WORK TASK.
The data shown below should all be retyped exactly.

PROVIDED INFORMATION.

//! Connection establishment and teardown.
//!
//! Both exchanges are fixed, short control-packet dialogues with no retry:
//!
//! ```text
//!  sender                       receiver
//!    │ ──────── SYN ──────────▶ │
//!    │ ◀─────── SYN|ACK ─────── │
//!    │ ──────── ACK ──────────▶ │      established
//!    ⋮          data            ⋮
//!    │ ──────── FIN ──────────▶ │
//!    │ ◀─────── FIN|ACK ─────── │      closed
//! ```
//!
//! A reply missing any required flag bit aborts the session.  The functions
//! here advance the caller's [`ConnectionState`] as each step completes.

use std::net::SocketAddr;
use std::time::{Duration, Instant};

use thiserror::Error;

use crate::packet::{flags, Packet};
use crate::socket::{Socket, SocketError};
use crate::state::ConnectionState;

/// Errors that end a session.
#[derive(Debug, Error)]
pub enum ConnError {
    #[error(transparent)]
    Socket(#[from] SocketError),
    /// Reading the source file or writing the output artifact failed.
    #[error("file I/O error: {0}")]
    Io(#[from] std::io::Error),
    #[error("handshake failed: expected {expected}, got flags {got}")]
    HandshakeFailed { expected: &'static str, got: u16 },
    #[error("teardown failed: expected FIN|ACK, got flags {0}")]
    TeardownFailed(u16),
    #[error("no reply to {0} within the packet timeout")]
    Timeout(&'static str),
    #[error("sequence space exhausted after {0} packets")]
    SequenceExhausted(u16),
    #[error("operation not valid in state {0}")]
    BadState(ConnectionState),
}

/// Active open: SYN, wait for SYN|ACK, then ACK.
///
/// The reply wait is bounded by `limit`; a lost SYN or SYN|ACK ends the run.
/// Datagrams from any address other than `peer` are ignored.
pub async fn connect(
    socket: &Socket,
    peer: SocketAddr,
    limit: Duration,
    state: &mut ConnectionState,
) -> Result<(), ConnError> {
    if *state != ConnectionState::Closed {
        return Err(ConnError::BadState(*state));
    }

    socket.send_to(&Packet::control(flags::SYN), peer).await?;
    *state = ConnectionState::SynSent;
    log::info!("SYN packet is sent");

    let deadline = Instant::now() + limit;
    let reply = loop {
        let remaining = deadline.saturating_duration_since(Instant::now());
        let Some((reply, addr)) = socket.recv_timeout(remaining).await? else {
            *state = ConnectionState::Closed;
            return Err(ConnError::Timeout("SYN"));
        };
        if addr == peer {
            break reply;
        }
        log::debug!("ignoring datagram from {addr} during handshake");
    };
    if !flags::has_all(reply.header.flags, flags::SYN_ACK) {
        *state = ConnectionState::Closed;
        return Err(ConnError::HandshakeFailed {
            expected: "SYN|ACK",
            got: reply.header.flags,
        });
    }
    log::info!("SYN-ACK packet is received");

    socket.send_to(&Packet::control(flags::ACK), peer).await?;
    *state = ConnectionState::Established;
    log::info!("ACK packet is sent");
    log::info!("Connection established");
    Ok(())
}

/// Passive open: wait for SYN, reply SYN|ACK, wait for ACK.
///
/// Blocks until a peer shows up.  Returns the peer's address.  Once the SYN
/// has fixed the peer, the final ACK is only taken from that address.
pub async fn accept(
    socket: &Socket,
    state: &mut ConnectionState,
) -> Result<SocketAddr, ConnError> {
    if *state != ConnectionState::Closed {
        return Err(ConnError::BadState(*state));
    }

    let (syn, peer) = socket.recv_from().await?;
    if syn.header.flags & flags::SYN == 0 {
        return Err(ConnError::HandshakeFailed {
            expected: "SYN",
            got: syn.header.flags,
        });
    }
    log::info!("SYN packet is received");

    socket.send_to(&Packet::control(flags::SYN_ACK), peer).await?;
    *state = ConnectionState::SynReceived;
    log::info!("SYN-ACK packet is sent");

    let ack = loop {
        let (ack, addr) = socket.recv_from().await?;
        if addr == peer {
            break ack;
        }
        log::debug!("ignoring datagram from {addr} during handshake");
    };
    if ack.header.flags & flags::ACK == 0 {
        *state = ConnectionState::Closed;
        return Err(ConnError::HandshakeFailed {
            expected: "ACK",
            got: ack.header.flags,
        });
    }
    *state = ConnectionState::Established;
    log::info!("ACK packet is received");
    log::info!("Connection established with {peer}");
    Ok(peer)
}

/// Sender teardown: FIN, then wait for FIN|ACK.
///
/// Late acknowledgments for data packets may still be in flight from an
/// earlier whole-window resend; those are skipped.  Anything else that is not
/// FIN|ACK fails the teardown.
pub async fn close(
    socket: &Socket,
    peer: SocketAddr,
    state: &mut ConnectionState,
) -> Result<(), ConnError> {
    if !state.is_established() {
        return Err(ConnError::BadState(*state));
    }

    socket.send_to(&Packet::control(flags::FIN), peer).await?;
    *state = ConnectionState::FinSent;
    log::info!("FIN packet is sent");

    loop {
        let (reply, addr) = socket.recv_from().await?;
        if addr != peer {
            log::debug!("ignoring datagram from {addr} during teardown");
            continue;
        }
        let f = reply.header.flags;
        if f == flags::ACK && reply.header.ack != 0 {
            log::debug!("late ack for packet {} ignored", reply.header.ack);
            continue;
        }
        if !flags::has_all(f, flags::FIN_ACK) {
            return Err(ConnError::TeardownFailed(f));
        }
        break;
    }

    *state = ConnectionState::Closed;
    log::info!("FIN-ACK packet is received");
    log::info!("Connection closed");
    Ok(())
}

/// Receiver side of teardown: answer a received FIN with FIN|ACK.
pub async fn acknowledge_close(
    socket: &Socket,
    peer: SocketAddr,
    state: &mut ConnectionState,
) -> Result<(), ConnError> {
    *state = ConnectionState::FinReceived;
    socket.send_to(&Packet::control(flags::FIN_ACK), peer).await?;
    *state = ConnectionState::Closed;
    log::info!("FIN-ACK packet is sent");
    Ok(())
}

ANSWER SPACE.
//! Connection establishment and teardown.
//!
//! Both exchanges are fixed, short control-packet dialogues with no retry:
//!
//! ```text
//!  sender                       receiver
//!    │ ──────── SYN ──────────▶ │
//!    │ ◀─────── SYN|ACK ─────── │
//!    │ ──────── ACK ──────────▶ │      established
//!    ⋮          data            ⋮
//!    │ ──────── FIN ──────────▶ │
//!    │ ◀─────── FIN|ACK ─────── │      closed
//! ```
//!
//! A reply missing any required flag bit aborts the session.  The functions
//! here advance the caller's [`ConnectionState`] as each step completes.

use std::net::SocketAddr;
use std::time::{Duration, Instant};

use thiserror::Error;

use crate::packet::{flags, Packet};
use crate::socket::{Socket, SocketError};
use crate::state::ConnectionState;

/// Errors that end a session.
#[derive(Debug, Error)]
pub enum ConnError {
    #[error(transparent)]
    Socket(#[from] SocketError),
    /// Reading the source file or writing the output artifact failed.
    #[error("file I/O error: {0}")]
    Io(#[from] std::io::Error),
    #[error("handshake failed: expected {expected}, got flags {got}")]
    HandshakeFailed { expected: &'static str, got: u16 },
    #[error("teardown failed: expected FIN|ACK, got flags {0}")]
    TeardownFailed(u16),
    #[error("no reply to {0} within the packet timeout")]
    Timeout(&'static str),
    #[error("sequence space exhausted after {0} packets")]
    SequenceExhausted(u16),
    #[error("operation not valid in state {0}")]
    BadState(ConnectionState),
}

/// Active open: SYN, wait for SYN|ACK, then ACK.
///
/// The reply wait is bounded by `limit`; a lost SYN or SYN|ACK ends the run.
/// Datagrams from any address other than `peer` are ignored.
pub async fn connect(
    socket: &Socket,
    peer: SocketAddr,
    limit: Duration,
    state: &mut ConnectionState,
) -> Result<(), ConnError> {
    if *state != ConnectionState::Closed {
        return Err(ConnError::BadState(*state));
    }

    socket.send_to(&Packet::control(flags::SYN), peer).await?;
    *state = ConnectionState::SynSent;
    log::info!("SYN packet is sent");

    let deadline = Instant::now() + limit;
    let reply = loop {
        let remaining = deadline.saturating_duration_since(Instant::now());
        let Some((reply, addr)) = socket.recv_timeout(remaining).await? else {
            *state = ConnectionState::Closed;
            return Err(ConnError::Timeout("SYN"));
        };
        if addr == peer {
            break reply;
        }
        log::debug!("ignoring datagram from {addr} during handshake");
    };
    if !flags::has_all(reply.header.flags, flags::SYN_ACK) {
        *state = ConnectionState::Closed;
        return Err(ConnError::HandshakeFailed {
            expected: "SYN|ACK",
            got: reply.header.flags,
        });
    }
    log::info!("SYN-ACK packet is received");

    socket.send_to(&Packet::control(flags::ACK), peer).await?;
    *state = ConnectionState::Established;
    log::info!("ACK packet is sent");
    log::info!("Connection established");
    Ok(())
}

/// Passive open: wait for SYN, reply SYN|ACK, wait for ACK.
///
/// Blocks until a peer shows up.  Returns the peer's address.  Once the SYN
/// has fixed the peer, the final ACK is only taken from that address.
pub async fn accept(
    socket: &Socket,
    state: &mut ConnectionState,
) -> Result<SocketAddr, ConnError> {
    if *state != ConnectionState::Closed {
        return Err(ConnError::BadState(*state));
    }

    let (syn, peer) = socket.recv_from().await?;
    if syn.header.flags & flags::SYN == 0 {
        return Err(ConnError::HandshakeFailed {
            expected: "SYN",
            got: syn.header.flags,
        });
    }
    log::info!("SYN packet is received");

    socket.send_to(&Packet::control(flags::SYN_ACK), peer).await?;
    *state = ConnectionState::SynReceived;
    log::info!("SYN-ACK packet is sent");

    let ack = loop {
        let (ack, addr) = socket.recv_from().await?;
        if addr == peer {
            break ack;
        }
        log::debug!("ignoring datagram from {addr} during handshake");
    };
    if ack.header.flags & flags::ACK == 0 {
        *state = ConnectionState::Closed;
        return Err(ConnError::HandshakeFailed {
            expected: "ACK",
            got: ack.header.flags,
        });
    }
    *state = ConnectionState::Established;
    log::info!("ACK packet is received");
    log::info!("Connection established with {peer}");
    Ok(peer)
}

/// Sender teardown: FIN, then wait for FIN|ACK.
///
/// Late acknowledgments for data packets may still be in flight from an
/// earlier whole-window resend; those are skipped.  Anything else that is not
/// FIN|ACK fails the teardown.
pub async fn close(
    socket: &Socket,
    peer: SocketAddr,
    state: &mut ConnectionState,
) -> Result<(), ConnError> {
    if !state.is_established() {
        return Err(ConnError::BadState(*state));
    }

    socket.send_to(&Packet::control(flags::FIN), peer).await?;
    *state = ConnectionState::FinSent;
    log::info!("FIN packet is sent");

    loop {
        let (reply, addr) = socket.recv_from().await?;
        if addr != peer {
            log::debug!("ignoring datagram from {addr} during teardown");
            continue;
        }
        let f = reply.header.flags;
        if f == flags::ACK && reply.header.ack != 0 {
            log::debug!("late ack for packet {} ignored", reply.header.ack);
            continue;
        }
        if !flags::has_all(f, flags::FIN_ACK) {
            return Err(ConnError::TeardownFailed(f));
        }
        break;
    }

    *state = ConnectionState::Closed;
    log::info!("FIN-ACK packet is received");
    log::info!("Connection closed");
    Ok(())
}

/// Receiver side of teardown: answer a received FIN with FIN|ACK.
pub async fn acknowledge_close(
    socket: &Socket,
    peer: SocketAddr,
    state: &mut ConnectionState,
) -> Result<(), ConnError> {
    *state = ConnectionState::FinReceived;
    socket.send_to(&Packet::control(flags::FIN_ACK), peer).await?;
    *state = ConnectionState::Closed;
    log::info!("FIN-ACK packet is sent");
    Ok(())
}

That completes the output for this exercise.